Mauritanie : l’or rit jaune

Mauritanie : l’or rit jaune

Entre des prix de l’once en baisse et des coûts de production particulièrement élevés, le Canadien Kinross est contraint de réduire la voilure à Tasiast, le principal gisement du pays. 

Alors que le gouvernement mauritanien comptait sur l’or pour sortir de sa dépendance vis-à-vis du fer, Tasiast, la principale mine aurifère du pays, est en mauvaise posture. Depuis le début de l’année, son propriétaire, le canadien Kinross (cinquième producteur mondial de métal jaune et déficitaire depuis 2011), a annoncé une série de décisions visant à réduire la voilure du projet, situé à 280 km au nord-est de Nouakchott.

Racheté par Kinross à son compatriote Red Back Mining en 2010, peu après sa mise en exploitation, le gisement était pourtant parvenu progressivement à atteindre une cadence soutenue, avec une production passant de 57 000 à 260 000 onces (de 1 616 à 7 371 kg) de 2010 à 2014.

Mais, touché par la chute du cours de l’or (qui accuse une baisse de 30 % actuellement par rapport à son niveau le plus haut, début 2012), Kinross a annoncé en février le report sine die de l’extension du projet, qui prévoyait la construction d’une nouvelle usine capable de traiter 38 000 tonnes de minerai, contre 8 000 tonnes aujourd’hui. En juillet, il a par ailleurs indiqué l’ouverture de négociations avec les délégués du personnel en vue d’une réduction de ses effectifs et du licenciement envisagé de 200 à 250 personnes sur les quelque 1 200 salariés que le groupe emploie en Mauritanie (à Tasiast et dans ses bureaux de Nouakchott).
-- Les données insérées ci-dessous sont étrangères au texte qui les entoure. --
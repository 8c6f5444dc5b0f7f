//! `git` binary implementation of [`Vcs`]

use crate::error::{Error, Result};
use crate::repo::{
    parse_porcelain_status, DiffFormat, FetchOutcome, LocalBranches, MergeOutcome, Vcs,
    WorktreeStatus,
};
use crate::types::GitRemote;
use async_trait::async_trait;
use regex::Regex;
use std::path::{Path, PathBuf};
use std::process::Output;
use std::sync::OnceLock;
use tokio::process::Command;
use tracing::debug;

fn missing_ref_pattern() -> &'static Regex {
    static PATTERN: OnceLock<Regex> = OnceLock::new();
    PATTERN.get_or_init(|| {
        Regex::new(r"(?i)couldn't find remote ref").expect("hardcoded pattern is valid")
    })
}

/// Repository driven through the `git` command line
#[derive(Debug, Clone)]
pub struct GitCli {
    root: PathBuf,
}

impl GitCli {
    /// Open the repository containing `path`
    pub async fn open(path: &Path) -> Result<Self> {
        let output = Command::new("git")
            .current_dir(path)
            .args(["rev-parse", "--show-toplevel"])
            .output()
            .await?;

        if !output.status.success() {
            return Err(Error::Git {
                command: "rev-parse --show-toplevel".to_string(),
                message: failure_message(&output),
            });
        }

        let root = String::from_utf8_lossy(&output.stdout).trim().to_string();
        Ok(Self {
            root: PathBuf::from(root),
        })
    }

    /// Working tree root
    pub fn root(&self) -> &Path {
        &self.root
    }

    /// Absolute path of the `.git` directory
    pub async fn git_dir(&self) -> Result<PathBuf> {
        let dir = self.run(&["rev-parse", "--absolute-git-dir"]).await?;
        Ok(PathBuf::from(dir.trim()))
    }

    async fn output(&self, args: &[&str]) -> Result<Output> {
        debug!("git {}", args.join(" "));
        Ok(Command::new("git")
            .current_dir(&self.root)
            .args(args)
            .output()
            .await?)
    }

    async fn run(&self, args: &[&str]) -> Result<String> {
        let output = self.output(args).await?;
        if output.status.success() {
            Ok(String::from_utf8_lossy(&output.stdout).into_owned())
        } else {
            Err(Error::Git {
                command: args.join(" "),
                message: failure_message(&output),
            })
        }
    }

    async fn unmerged_paths(&self) -> Result<Vec<String>> {
        let out = self
            .run(&["diff", "--name-only", "--diff-filter=U"])
            .await?;
        Ok(out.lines().map(ToString::to_string).collect())
    }
}

fn failure_message(output: &Output) -> String {
    let stderr = String::from_utf8_lossy(&output.stderr).trim().to_string();
    if stderr.is_empty() {
        String::from_utf8_lossy(&output.stdout).trim().to_string()
    } else {
        stderr
    }
}

fn with_paths<'a>(mut args: Vec<&'a str>, paths: &'a [String]) -> Vec<&'a str> {
    if !paths.is_empty() {
        args.push("--");
        args.extend(paths.iter().map(String::as_str));
    }
    args
}

#[async_trait]
impl Vcs for GitCli {
    async fn remotes(&self) -> Result<Vec<GitRemote>> {
        let out = self.run(&["remote", "-v"]).await?;
        let mut remotes: Vec<GitRemote> = Vec::new();
        for line in out.lines() {
            let mut parts = line.split_whitespace();
            let (Some(name), Some(url)) = (parts.next(), parts.next()) else {
                continue;
            };
            if !remotes.iter().any(|r| r.name == name) {
                remotes.push(GitRemote {
                    name: name.to_string(),
                    url: url.to_string(),
                });
            }
        }
        Ok(remotes)
    }

    async fn status(&self) -> Result<WorktreeStatus> {
        let out = self.run(&["status", "--porcelain"]).await?;
        Ok(parse_porcelain_status(&out))
    }

    async fn branches(&self) -> Result<LocalBranches> {
        let out = self
            .run(&["branch", "--format=%(refname:short)"])
            .await?;
        let all = out
            .lines()
            .map(str::trim)
            .filter(|l| !l.is_empty() && !l.starts_with('('))
            .map(ToString::to_string)
            .collect();

        let symbolic = self
            .output(&["symbolic-ref", "--quiet", "--short", "HEAD"])
            .await?;
        let current = if symbolic.status.success() {
            String::from_utf8_lossy(&symbolic.stdout).trim().to_string()
        } else {
            self.rev_parse("HEAD").await?
        };

        Ok(LocalBranches { all, current })
    }

    async fn fetch(&self, remote: &str, branch: &str) -> Result<FetchOutcome> {
        let output = self.output(&["fetch", remote, branch]).await?;
        if output.status.success() {
            return Ok(FetchOutcome::Fetched);
        }

        let message = failure_message(&output);
        if missing_ref_pattern().is_match(&message) {
            debug!("{remote} has no branch {branch}");
            return Ok(FetchOutcome::RemoteRefMissing);
        }
        Err(Error::Git {
            command: format!("fetch {remote} {branch}"),
            message,
        })
    }

    async fn checkout(&self, branch: &str) -> Result<()> {
        self.run(&["checkout", branch]).await.map(|_| ())
    }

    async fn checkout_paths(&self, from: &str, paths: &[String]) -> Result<()> {
        let args = with_paths(vec!["checkout", from], paths);
        self.run(&args).await.map(|_| ())
    }

    async fn discard_changes(&self) -> Result<()> {
        self.run(&["reset", "--hard", "HEAD"]).await.map(|_| ())
    }

    async fn merge(&self, reference: &str) -> Result<MergeOutcome> {
        let output = self.output(&["merge", "--no-edit", reference]).await?;
        if output.status.success() {
            return Ok(MergeOutcome::default());
        }

        let conflicts = self.unmerged_paths().await?;
        if conflicts.is_empty() {
            return Err(Error::Git {
                command: format!("merge --no-edit {reference}"),
                message: failure_message(&output),
            });
        }
        Ok(MergeOutcome { conflicts })
    }

    async fn abort_merge(&self) -> Result<()> {
        self.run(&["merge", "--abort"]).await.map(|_| ())
    }

    async fn rev_parse(&self, reference: &str) -> Result<String> {
        let out = self.run(&["rev-parse", "--verify", reference]).await?;
        Ok(out.trim().to_string())
    }

    async fn diff(
        &self,
        from: &str,
        to: &str,
        format: DiffFormat,
        paths: &[String],
    ) -> Result<String> {
        let flag = match format {
            DiffFormat::Stat => "--stat",
            DiffFormat::NameStatus => "--name-status",
        };
        let args = with_paths(vec!["diff", flag, from, to], paths);
        self.run(&args).await
    }

    async fn commit(&self, message: &str) -> Result<bool> {
        let staged = self.output(&["diff", "--cached", "--quiet"]).await?;
        if staged.status.success() {
            return Ok(false);
        }
        self.run(&["commit", "-m", message]).await?;
        Ok(true)
    }

    async fn last_commit_subject(&self, branch: &str) -> Result<String> {
        let out = self.run(&["log", "-1", "--format=%s", branch]).await?;
        Ok(out.trim().to_string())
    }

    async fn push(&self, remote: &str, branch: &str) -> Result<()> {
        self.run(&["push", remote, branch]).await.map(|_| ())
    }
}

#[cfg(test)]
mod tests {
    use super::*;

    #[test]
    fn test_with_paths_appends_separator() {
        let paths = vec!["src/".to_string(), "README.md".to_string()];
        assert_eq!(
            with_paths(vec!["checkout", "feature"], &paths),
            vec!["checkout", "feature", "--", "src/", "README.md"]
        );
        assert_eq!(with_paths(vec!["diff"], &[]), vec!["diff"]);
    }

    #[test]
    fn test_missing_ref_pattern() {
        assert!(missing_ref_pattern().is_match("fatal: couldn't find remote ref develop"));
        assert!(missing_ref_pattern().is_match("fatal: Couldn't find remote ref refs/heads/x"));
        assert!(!missing_ref_pattern().is_match("fatal: unable to access"));
    }
}
//! On-disk record of the files already listed in a review request

use crate::error::{Error, Result};
use serde::{Deserialize, Serialize};
use std::fs;
use std::io::ErrorKind as IoErrorKind;
use std::path::{Path, PathBuf};
use tracing::debug;

const RECORD_FILE: &str = "files.json";
const FOLDER_PREFIX: &str = "pr";

/// Files already promoted into one open review request
#[derive(Debug, Clone, Default, PartialEq, Eq, Serialize, Deserialize)]
pub struct ReviewRequestRecord {
    /// Request number
    pub number: u64,
    /// Promoted paths, in the order they were first listed
    pub files: Vec<String>,
}

impl ReviewRequestRecord {
    /// Fresh record with no files
    pub const fn empty(number: u64) -> Self {
        Self {
            number,
            files: Vec::new(),
        }
    }

    /// Whether `path` was already listed
    pub fn contains(&self, path: &str) -> bool {
        self.files.iter().any(|f| f == path)
    }

    /// Record extended with `paths` not yet listed
    #[must_use]
    pub fn with_paths<'p>(mut self, paths: impl IntoIterator<Item = &'p str>) -> Self {
        for path in paths {
            if !self.contains(path) {
                self.files.push(path.to_string());
            }
        }
        self
    }
}

/// Directory holding one `pr<N>` folder per tracked request
#[derive(Debug, Clone)]
pub struct RecordStore {
    root: PathBuf,
}

impl RecordStore {
    /// Store rooted at `root` (created lazily)
    pub fn new(root: impl Into<PathBuf>) -> Self {
        Self { root: root.into() }
    }

    /// Root directory
    pub fn root(&self) -> &Path {
        &self.root
    }

    /// Folder for request `number`
    pub fn request_dir(&self, number: u64) -> PathBuf {
        self.root.join(format!("{FOLDER_PREFIX}{number}"))
    }

    /// Create the request folder if needed and return it
    pub fn ensure_request_dir(&self, number: u64) -> Result<PathBuf> {
        let dir = self.request_dir(number);
        fs::create_dir_all(&dir).map_err(|source| Error::CreateRecordFolder {
            path: dir.clone(),
            source,
        })?;
        Ok(dir)
    }

    /// Load the record for `number`; a missing record is empty
    pub fn load(&self, number: u64) -> Result<ReviewRequestRecord> {
        let path = self.request_dir(number).join(RECORD_FILE);
        let content = match fs::read_to_string(&path) {
            Ok(content) => content,
            Err(e) if e.kind() == IoErrorKind::NotFound => {
                debug!("no record at {}, starting empty", path.display());
                return Ok(ReviewRequestRecord::empty(number));
            }
            Err(e) => {
                return Err(Error::ReadRecord {
                    path,
                    message: e.to_string(),
                });
            }
        };

        let record: ReviewRequestRecord =
            serde_json::from_str(&content).map_err(|e| Error::ReadRecord {
                path: path.clone(),
                message: e.to_string(),
            })?;
        if record.number != number {
            return Err(Error::ReadRecord {
                path,
                message: format!("record belongs to request #{}", record.number),
            });
        }
        Ok(record)
    }

    /// Persist `record`, replacing the previous one atomically
    pub fn save(&self, record: &ReviewRequestRecord) -> Result<()> {
        let dir = self.ensure_request_dir(record.number)?;
        let path = dir.join(RECORD_FILE);
        let tmp = dir.join(format!("{RECORD_FILE}.tmp"));

        let json = serde_json::to_string_pretty(record)?;
        fs::write(&tmp, json).map_err(|source| Error::WriteRecordFiles {
            path: tmp.clone(),
            source,
        })?;
        fs::rename(&tmp, &path).map_err(|source| Error::WriteRecordFiles {
            path: path.clone(),
            source,
        })?;

        debug!("saved {} files to {}", record.files.len(), path.display());
        Ok(())
    }

    /// Request numbers with a folder in the store, ascending
    pub fn list(&self) -> Result<Vec<u64>> {
        let entries = match fs::read_dir(&self.root) {
            Ok(entries) => entries,
            Err(e) if e.kind() == IoErrorKind::NotFound => return Ok(Vec::new()),
            Err(e) => return Err(e.into()),
        };

        let mut numbers = Vec::new();
        for entry in entries {
            let entry = entry?;
            if !entry.file_type()?.is_dir() {
                continue;
            }
            if let Some(number) = entry
                .file_name()
                .to_str()
                .and_then(|name| name.strip_prefix(FOLDER_PREFIX))
                .and_then(|n| n.parse().ok())
            {
                numbers.push(number);
            }
        }
        numbers.sort_unstable();
        Ok(numbers)
    }

    /// Delete the folder for request `number`
    pub fn remove(&self, number: u64) -> Result<()> {
        fs::remove_dir_all(self.request_dir(number))?;
        Ok(())
    }
}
Coût d’exploitation élevés

Selon la direction régionale du groupe pour l’Afrique, installée à Las Palmas, auxCanaries, ces décisions découlent des coûts d’exploitation excessifs de la mine de Tasiast. « En 2014, ils étaient les plus élevés de toutes les implantations de Kinross, qui est également présent au Ghana, en Russie, aux États-Unis, au Chiliet au Brésil, explique Raphaël Sourt, le porte-parole régional du groupe. Au deuxième trimestre de l’année 2015, hors frais financiers et d’administration, la production d’une once d’or sur le site mauritanien coûtait 1 063 dollars (944 euros), un niveau non rentable avec des cours de l’or autour de 1 120 dollars l’once, comme c’est le cas actuellement. À titre de comparaison, pour la mine ghanéenne de Chirano [qui a produit 289 000 onces en 2014], le coût de production est de 585 dollars l’once. »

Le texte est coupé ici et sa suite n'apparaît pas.